> [Aim of the exercise] Every record shown here needs to be repeated exactly.

> [Collected data entries]
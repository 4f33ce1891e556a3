//! seis-gateway - channel segment and FK computation service
//!
//! Serves cached channel segments and runs FK and beam computations for
//! signal detections against the OSD and signal-enhancement services.

use std::net::SocketAddr;
use std::path::PathBuf;
use std::sync::Arc;

use anyhow::{Context, Result};
use clap::Parser;
use seis_common::config::{TomlConfig, CONFIG_ENV_VAR};
use seis_common::events::EventBus;
use tokio::signal;
use tracing::{info, warn};
use tracing_subscriber::{layer::SubscriberExt, util::SubscriberInitExt};

use seis_gateway::clients::OsdClient;
use seis_gateway::collaborators::Collaborators;
use seis_gateway::AppState;

/// Command-line arguments for seis-gateway
#[derive(Parser, Debug)]
#[command(name = "seis-gateway")]
#[command(about = "Channel segment and FK computation gateway")]
#[command(version)]
struct Args {
    /// TOML config file
    #[arg(short, long, env = CONFIG_ENV_VAR)]
    config: Option<PathBuf>,

    /// Port to listen on (overrides the config file)
    #[arg(short, long, env = "SEIS_GATEWAY_PORT")]
    port: Option<u16>,
}

#[tokio::main]
async fn main() -> Result<()> {
    let args = Args::parse();

    // Resolved before the subscriber exists so its level can seed the filter
    let config = TomlConfig::resolve(args.config.as_deref());

    tracing_subscriber::registry()
        .with(
            tracing_subscriber::EnvFilter::try_from_default_env().unwrap_or_else(|_| {
                format!("seis_gateway={0},seis_common={0},tower_http=info", config.logging.level)
                    .into()
            }),
        )
        .with(tracing_subscriber::fmt::layer())
        .init();

    info!("Starting seis-gateway v{}", env!("CARGO_PKG_VERSION"));
    info!("Upstream services: {}", config.services.base_url);

    let client = Arc::new(
        OsdClient::new(config.services.clone()).context("Failed to build upstream HTTP client")?,
    );
    let collaborators = Collaborators {
        segments: client.clone(),
        fk: client.clone(),
        beam: client.clone(),
        filter: client.clone(),
        detections: client.clone(),
        stations: client,
        config: Arc::new(config.clone()),
    };

    let event_bus = EventBus::new(config.events.capacity);
    let state = AppState::new(collaborators, event_bus);
    let app = seis_gateway::build_router(state);

    let host: std::net::IpAddr = config
        .server
        .host
        .parse()
        .with_context(|| format!("Invalid server host {}", config.server.host))?;
    let addr = SocketAddr::new(host, args.port.unwrap_or(config.server.port));

    info!("Starting HTTP server on {}", addr);

    let listener = tokio::net::TcpListener::bind(addr)
        .await
        .context("Failed to bind to address")?;

    axum::serve(listener, app)
        .with_graceful_shutdown(shutdown_signal())
        .await
        .context("Server error")?;

    info!("Server shutdown complete");
    Ok(())
}

/// Graceful shutdown signal handler
async fn shutdown_signal() {
    let ctrl_c = async {
        if let Err(e) = signal::ctrl_c().await {
            warn!("Failed to install Ctrl+C handler: {}", e);
            std::future::pending::<()>().await;
        }
    };

    #[cfg(unix)]
    let terminate = async {
        match signal::unix::signal(signal::unix::SignalKind::terminate()) {
            Ok(mut sig) => {
                sig.recv().await;
            }
            Err(e) => {
                warn!("Failed to install terminate handler: {}", e);
                std::future::pending::<()>().await;
            }
        }
    };

    #[cfg(not(unix))]
    let terminate = std::future::pending::<()>();

    tokio::select! {
        _ = ctrl_c => {
            info!("Received Ctrl+C, shutting down");
        },
        _ = terminate => {
            info!("Received terminate signal, shutting down");
        },
    }
}
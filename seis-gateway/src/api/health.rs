//! Health check endpoint

use axum::{extract::State, routing::get, Json, Router};
use chrono::Utc;
use serde::Serialize;

use crate::AppState;

/// Health check response
#[derive(Debug, Serialize)]
pub struct HealthResponse {
    /// Service status (e.g., "ok", "degraded", "error")
    pub status: String,
    /// Module name ("seis-gateway")
    pub module: String,
    /// Crate version from Cargo.toml
    pub version: String,
    /// Seconds since service started
    pub uptime_seconds: u64,
    /// Channel segments currently cached
    pub cached_segments: usize,
    /// Live event subscribers
    pub event_subscribers: usize,
}

/// GET /health
pub async fn health_check(State(state): State<AppState>) -> Json<HealthResponse> {
    let uptime = Utc::now().signed_duration_since(state.startup_time);
    let uptime_seconds = uptime.num_seconds().max(0) as u64;

    Json(HealthResponse {
        status: "ok".to_string(),
        module: "seis-gateway".to_string(),
        version: env!("CARGO_PKG_VERSION").to_string(),
        uptime_seconds,
        cached_segments: state.services.segments.cache().len().await,
        event_subscribers: state.event_bus.subscriber_count(),
    })
}

/// Build health check routes
pub fn health_routes() -> Router<AppState> {
    Router::new().route("/health", get(health_check))
}
pub fn station() -> ProcessingStation {
    let channel = |element: &str, north: f64| ProcessingChannel {
        id: format!("ASAR.{}.SHZ", element),
        name: format!("ASAR.{}.SHZ", element),
        sample_rate: 40.0,
        position: RelativePosition {
            north_displacement_km: north,
            ..Default::default()
        },
    };
    ProcessingStation {
        id: STATION_ID.to_string(),
        name: STATION_ID.to_string(),
        location: Location {
            latitude_degrees: -23.665,
            longitude_degrees: 133.905,
            elevation_km: 0.6,
            depth_km: 0.0,
        },
        channels: vec![channel("AS01", 0.0), channel("AS02", 1.2)],
    }
}

fn measurement(
    kind: FeatureMeasurementType,
    value: MeasurementValue,
    channel_segment_id: &str,
) -> FeatureMeasurement {
    FeatureMeasurement {
        id: format!("fm-{:?}", kind),
        feature_measurement_type: kind,
        measurement_value: value,
        channel_segment_id: channel_segment_id.to_string(),
    }
}

/// sd-1: P arrival at 1000 s on the arrival beam, azimuth and slowness
/// pointing at a prior FK
pub fn detection() -> SignalDetection {
    SignalDetection {
        id: SD_ID.to_string(),
        station_id: STATION_ID.to_string(),
        current_hypothesis: SignalDetectionHypothesis {
            id: "hyp-1".to_string(),
            rejected: false,
            feature_measurements: vec![
                measurement(
                    FeatureMeasurementType::ArrivalTime,
                    MeasurementValue::Instant {
                        value: ARRIVAL_TIME,
                        standard_deviation: 0.1,
                    },
                    ARRIVAL_SEGMENT_ID,
                ),
                measurement(
                    FeatureMeasurementType::ReceiverToSourceAzimuth,
                    MeasurementValue::Numeric {
                        reference_time: ARRIVAL_TIME,
                        value: 90.0,
                        standard_deviation: 5.0,
                    },
                    PRIOR_FK_ID,
                ),
                measurement(
                    FeatureMeasurementType::Slowness,
                    MeasurementValue::Numeric {
                        reference_time: ARRIVAL_TIME,
                        value: 11.1,
                        standard_deviation: 1.0,
                    },
                    PRIOR_FK_ID,
                ),
                measurement(
                    FeatureMeasurementType::Phase,
                    MeasurementValue::Phase {
                        phase: "P".to_string(),
                        confidence: 1.0,
                    },
                    "",
                ),
            ],
        },
    }
}

/// sd-1 without its azimuth measurement
pub fn detection_without_azimuth() -> SignalDetection {
    let mut detection = detection();
    detection
        .current_hypothesis
        .feature_measurements
        .retain(|fm| !fm.feature_measurement_type.is_azimuth());
    detection
}
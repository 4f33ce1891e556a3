//! # Seismic Analysis Common Library
//!
//! Shared code for the interactive-analysis gateway services:
//! - Error and result types
//! - Wire time and duration conversion, FK window arithmetic
//! - TOML bootstrap configuration loading
//! - Event types (GatewayEvent enum) and the EventBus

pub mod config;
pub mod error;
pub mod events;
pub mod time;

pub use error::{Error, Result};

> [Expected answer]
repository 4f33ce1891e556a3
//! seis-gateway - channel segment and FK computation service
//!
//! Serves cached channel segments and runs FK and beam computations for
//! signal detections against the OSD and signal-enhancement services.

use std::net::SocketAddr;
use std::path::PathBuf;
use std::sync::Arc;

use anyhow::{Context, Result};
use clap::Parser;
use seis_common::config::{TomlConfig, CONFIG_ENV_VAR};
use seis_common::events::EventBus;
use tokio::signal;
use tracing::{info, warn};
use tracing_subscriber::{layer::SubscriberExt, util::SubscriberInitExt};

use seis_gateway::clients::OsdClient;
use seis_gateway::collaborators::Collaborators;
use seis_gateway::AppState;

/// Command-line arguments for seis-gateway
#[derive(Parser, Debug)]
#[command(name = "seis-gateway")]
#[command(about = "Channel segment and FK computation gateway")]
#[command(version)]
struct Args {
    /// TOML config file
    #[arg(short, long, env = CONFIG_ENV_VAR)]
    config: Option<PathBuf>,

    /// Port to listen on (overrides the config file)
    #[arg(short, long, env = "SEIS_GATEWAY_PORT")]
    port: Option<u16>,
}

#[tokio::main]
async fn main() -> Result<()> {
    let args = Args::parse();

    // Resolved before the subscriber exists so its level can seed the filter
    let config = TomlConfig::resolve(args.config.as_deref());

    tracing_subscriber::registry()
        .with(
            tracing_subscriber::EnvFilter::try_from_default_env().unwrap_or_else(|_| {
                format!("seis_gateway={0},seis_common={0},tower_http=info", config.logging.level)
                    .into()
            }),
        )
        .with(tracing_subscriber::fmt::layer())
        .init();

    info!("Starting seis-gateway v{}", env!("CARGO_PKG_VERSION"));
    info!("Upstream services: {}", config.services.base_url);

    let client = Arc::new(
        OsdClient::new(config.services.clone()).context("Failed to build upstream HTTP client")?,
    );
    let collaborators = Collaborators {
        segments: client.clone(),
        fk: client.clone(),
        beam: client.clone(),
        filter: client.clone(),
        detections: client.clone(),
        stations: client,
        config: Arc::new(config.clone()),
    };

    let event_bus = EventBus::new(config.events.capacity);
    let state = AppState::new(collaborators, event_bus);
    let app = seis_gateway::build_router(state);

    let host: std::net::IpAddr = config
        .server
        .host
        .parse()
        .with_context(|| format!("Invalid server host {}", config.server.host))?;
    let addr = SocketAddr::new(host, args.port.unwrap_or(config.server.port));

    info!("Starting HTTP server on {}", addr);

    let listener = tokio::net::TcpListener::bind(addr)
        .await
        .context("Failed to bind to address")?;

    axum::serve(listener, app)
        .with_graceful_shutdown(shutdown_signal())
        .await
        .context("Server error")?;

    info!("Server shutdown complete");
    Ok(())
}

/// Graceful shutdown signal handler
async fn shutdown_signal() {
    let ctrl_c = async {
        if let Err(e) = signal::ctrl_c().await {
            warn!("Failed to install Ctrl+C handler: {}", e);
            std::future::pending::<()>().await;
        }
    };

    #[cfg(unix)]
    let terminate = async {
        match signal::unix::signal(signal::unix::SignalKind::terminate()) {
            Ok(mut sig) => {
                sig.recv().await;
            }
            Err(e) => {
                warn!("Failed to install terminate handler: {}", e);
                std::future::pending::<()>().await;
            }
        }
    };

    #[cfg(not(unix))]
    let terminate = std::future::pending::<()>();

    tokio::select! {
        _ = ctrl_c => {
            info!("Received Ctrl+C, shutting down");
        },
        _ = terminate => {
            info!("Received terminate signal, shutting down");
        },
    }
}
filename seis-gateway/src/api/health.rs
//! Health check endpoint

use axum::{extract::State, routing::get, Json, Router};
use chrono::Utc;
use serde::Serialize;

use crate::AppState;

/// Health check response
#[derive(Debug, Serialize)]
pub struct HealthResponse {
    /// Service status (e.g., "ok", "degraded", "error")
    pub status: String,
    /// Module name ("seis-gateway")
    pub module: String,
    /// Crate version from Cargo.toml
    pub version: String,
    /// Seconds since service started
    pub uptime_seconds: u64,
    /// Channel segments currently cached
    pub cached_segments: usize,
    /// Live event subscribers
    pub event_subscribers: usize,
}

/// GET /health
pub async fn health_check(State(state): State<AppState>) -> Json<HealthResponse> {
    let uptime = Utc::now().signed_duration_since(state.startup_time);
    let uptime_seconds = uptime.num_seconds().max(0) as u64;

    Json(HealthResponse {
        status: "ok".to_string(),
        module: "seis-gateway".to_string(),
        version: env!("CARGO_PKG_VERSION").to_string(),
        uptime_seconds,
        cached_segments: state.services.segments.cache().len().await,
        event_subscribers: state.event_bus.subscriber_count(),
    })
}

/// Build health check routes
pub fn health_routes() -> Router<AppState> {
    Router::new().route("/health", get(health_check))
}
pub fn station() -> ProcessingStation {
    let channel = |element: &str, north: f64| ProcessingChannel {
        id: format!("ASAR.{}.SHZ", element),
        name: format!("ASAR.{}.SHZ", element),
        sample_rate: 40.0,
        position: RelativePosition {
            north_displacement_km: north,
            ..Default::default()
        },
    };
    ProcessingStation {
        id: STATION_ID.to_string(),
        name: STATION_ID.to_string(),
        location: Location {
            latitude_degrees: -23.665,
            longitude_degrees: 133.905,
            elevation_km: 0.6,
            depth_km: 0.0,
        },
        channels: vec![channel("AS01", 0.0), channel("AS02", 1.2)],
    }
}

fn measurement(
    kind: FeatureMeasurementType,
    value: MeasurementValue,
    channel_segment_id: &str,
) -> FeatureMeasurement {
    FeatureMeasurement {
        id: format!("fm-{:?}", kind),
        feature_measurement_type: kind,
        measurement_value: value,
        channel_segment_id: channel_segment_id.to_string(),
    }
}

/// sd-1: P arrival at 1000 s on the arrival beam, azimuth and slowness
/// pointing at a prior FK
pub fn detection() -> SignalDetection {
    SignalDetection {
        id: SD_ID.to_string(),
        station_id: STATION_ID.to_string(),
        current_hypothesis: SignalDetectionHypothesis {
            id: "hyp-1".to_string(),
            rejected: false,
            feature_measurements: vec![
                measurement(
                    FeatureMeasurementType::ArrivalTime,
                    MeasurementValue::Instant {
                        value: ARRIVAL_TIME,
                        standard_deviation: 0.1,
                    },
                    ARRIVAL_SEGMENT_ID,
                ),
                measurement(
                    FeatureMeasurementType::ReceiverToSourceAzimuth,
                    MeasurementValue::Numeric {
                        reference_time: ARRIVAL_TIME,
                        value: 90.0,
                        standard_deviation: 5.0,
                    },
                    PRIOR_FK_ID,
                ),
                measurement(
                    FeatureMeasurementType::Slowness,
                    MeasurementValue::Numeric {
                        reference_time: ARRIVAL_TIME,
                        value: 11.1,
                        standard_deviation: 1.0,
                    },
                    PRIOR_FK_ID,
                ),
                measurement(
                    FeatureMeasurementType::Phase,
                    MeasurementValue::Phase {
                        phase: "P".to_string(),
                        confidence: 1.0,
                    },
                    "",
                ),
            ],
        },
    }
}

/// sd-1 without its azimuth measurement
pub fn detection_without_azimuth() -> SignalDetection {
    let mut detection = detection();
    detection
        .current_hypothesis
        .feature_measurements
        .retain(|fm| !fm.feature_measurement_type.is_azimuth());
    detection
}
repository 4f33ce1891e556a3
//! # Seismic Analysis Common Library
//!
//! Shared code for the interactive-analysis gateway services:
//! - Error and result types
//! - Wire time and duration conversion, FK window arithmetic
//! - TOML bootstrap configuration loading
//! - Event types (GatewayEvent enum) and the EventBus

pub mod config;
pub mod error;
pub mod events;
pub mod time;

pub use error::{Error, Result};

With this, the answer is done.